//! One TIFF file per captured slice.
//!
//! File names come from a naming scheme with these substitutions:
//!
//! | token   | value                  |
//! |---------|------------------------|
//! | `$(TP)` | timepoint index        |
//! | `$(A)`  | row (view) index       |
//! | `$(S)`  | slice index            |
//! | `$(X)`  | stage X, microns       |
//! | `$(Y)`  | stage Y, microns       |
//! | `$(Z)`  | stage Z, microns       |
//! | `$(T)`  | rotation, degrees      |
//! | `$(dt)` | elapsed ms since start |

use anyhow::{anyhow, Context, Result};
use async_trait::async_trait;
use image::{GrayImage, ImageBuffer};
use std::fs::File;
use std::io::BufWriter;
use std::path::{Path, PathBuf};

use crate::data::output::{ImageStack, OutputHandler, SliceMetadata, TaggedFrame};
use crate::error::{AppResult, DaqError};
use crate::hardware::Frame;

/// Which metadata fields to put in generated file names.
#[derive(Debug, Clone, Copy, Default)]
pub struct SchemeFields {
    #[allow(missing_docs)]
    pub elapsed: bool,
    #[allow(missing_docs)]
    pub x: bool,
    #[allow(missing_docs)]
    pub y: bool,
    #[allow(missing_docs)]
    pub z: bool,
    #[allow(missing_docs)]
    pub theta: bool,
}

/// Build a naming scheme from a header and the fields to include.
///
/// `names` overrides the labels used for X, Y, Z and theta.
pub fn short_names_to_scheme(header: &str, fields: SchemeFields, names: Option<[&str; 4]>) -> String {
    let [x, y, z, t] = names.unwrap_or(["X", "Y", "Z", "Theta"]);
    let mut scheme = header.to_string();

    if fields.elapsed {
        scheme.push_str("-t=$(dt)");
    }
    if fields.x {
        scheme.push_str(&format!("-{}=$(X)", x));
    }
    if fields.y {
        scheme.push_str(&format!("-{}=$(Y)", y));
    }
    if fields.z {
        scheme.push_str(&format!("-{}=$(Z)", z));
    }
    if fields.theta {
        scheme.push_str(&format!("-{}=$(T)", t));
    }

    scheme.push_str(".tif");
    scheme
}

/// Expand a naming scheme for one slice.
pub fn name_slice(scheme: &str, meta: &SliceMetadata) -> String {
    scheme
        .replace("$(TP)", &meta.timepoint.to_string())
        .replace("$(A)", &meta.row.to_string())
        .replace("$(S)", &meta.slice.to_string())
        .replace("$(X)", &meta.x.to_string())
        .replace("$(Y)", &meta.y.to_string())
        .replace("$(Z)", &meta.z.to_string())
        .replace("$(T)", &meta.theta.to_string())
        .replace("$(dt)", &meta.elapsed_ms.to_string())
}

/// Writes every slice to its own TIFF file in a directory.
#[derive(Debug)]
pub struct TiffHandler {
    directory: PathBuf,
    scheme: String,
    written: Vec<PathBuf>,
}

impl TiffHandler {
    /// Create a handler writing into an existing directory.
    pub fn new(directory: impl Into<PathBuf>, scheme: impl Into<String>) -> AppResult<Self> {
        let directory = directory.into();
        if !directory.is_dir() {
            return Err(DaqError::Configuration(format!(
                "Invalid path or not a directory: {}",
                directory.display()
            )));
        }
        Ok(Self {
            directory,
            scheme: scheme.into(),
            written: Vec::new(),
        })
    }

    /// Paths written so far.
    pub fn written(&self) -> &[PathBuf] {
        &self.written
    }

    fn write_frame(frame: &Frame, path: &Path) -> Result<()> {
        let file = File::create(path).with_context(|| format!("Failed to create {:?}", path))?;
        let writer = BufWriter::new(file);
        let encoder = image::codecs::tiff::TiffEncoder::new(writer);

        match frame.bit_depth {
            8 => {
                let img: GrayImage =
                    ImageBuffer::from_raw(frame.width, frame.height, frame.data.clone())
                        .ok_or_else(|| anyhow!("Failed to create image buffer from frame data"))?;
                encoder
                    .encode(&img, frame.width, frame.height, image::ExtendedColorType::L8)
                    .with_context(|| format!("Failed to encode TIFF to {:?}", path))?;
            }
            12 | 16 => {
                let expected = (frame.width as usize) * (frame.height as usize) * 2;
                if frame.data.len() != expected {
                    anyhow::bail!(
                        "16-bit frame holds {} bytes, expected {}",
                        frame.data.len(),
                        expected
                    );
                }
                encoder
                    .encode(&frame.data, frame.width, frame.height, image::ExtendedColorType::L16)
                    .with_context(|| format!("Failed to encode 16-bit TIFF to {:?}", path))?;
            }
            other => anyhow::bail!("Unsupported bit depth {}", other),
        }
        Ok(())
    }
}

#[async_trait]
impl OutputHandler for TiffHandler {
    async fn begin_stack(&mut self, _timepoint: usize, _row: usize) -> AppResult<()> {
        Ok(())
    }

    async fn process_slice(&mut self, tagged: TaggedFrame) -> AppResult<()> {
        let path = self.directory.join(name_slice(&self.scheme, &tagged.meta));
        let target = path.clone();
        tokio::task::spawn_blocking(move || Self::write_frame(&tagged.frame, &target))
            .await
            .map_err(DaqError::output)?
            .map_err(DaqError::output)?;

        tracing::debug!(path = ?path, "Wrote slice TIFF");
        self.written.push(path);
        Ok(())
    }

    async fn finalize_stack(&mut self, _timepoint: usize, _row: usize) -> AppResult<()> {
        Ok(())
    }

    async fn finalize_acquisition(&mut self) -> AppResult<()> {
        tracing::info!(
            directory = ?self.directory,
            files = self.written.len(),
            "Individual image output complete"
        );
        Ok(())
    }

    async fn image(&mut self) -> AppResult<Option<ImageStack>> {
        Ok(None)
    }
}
——————
## Exercise
Go through the listing above and copy each line that contains "bool".

## Written solution
    pub elapsed: bool,
    pub x: bool,
    pub y: bool,
    pub z: bool,
    pub theta: bool,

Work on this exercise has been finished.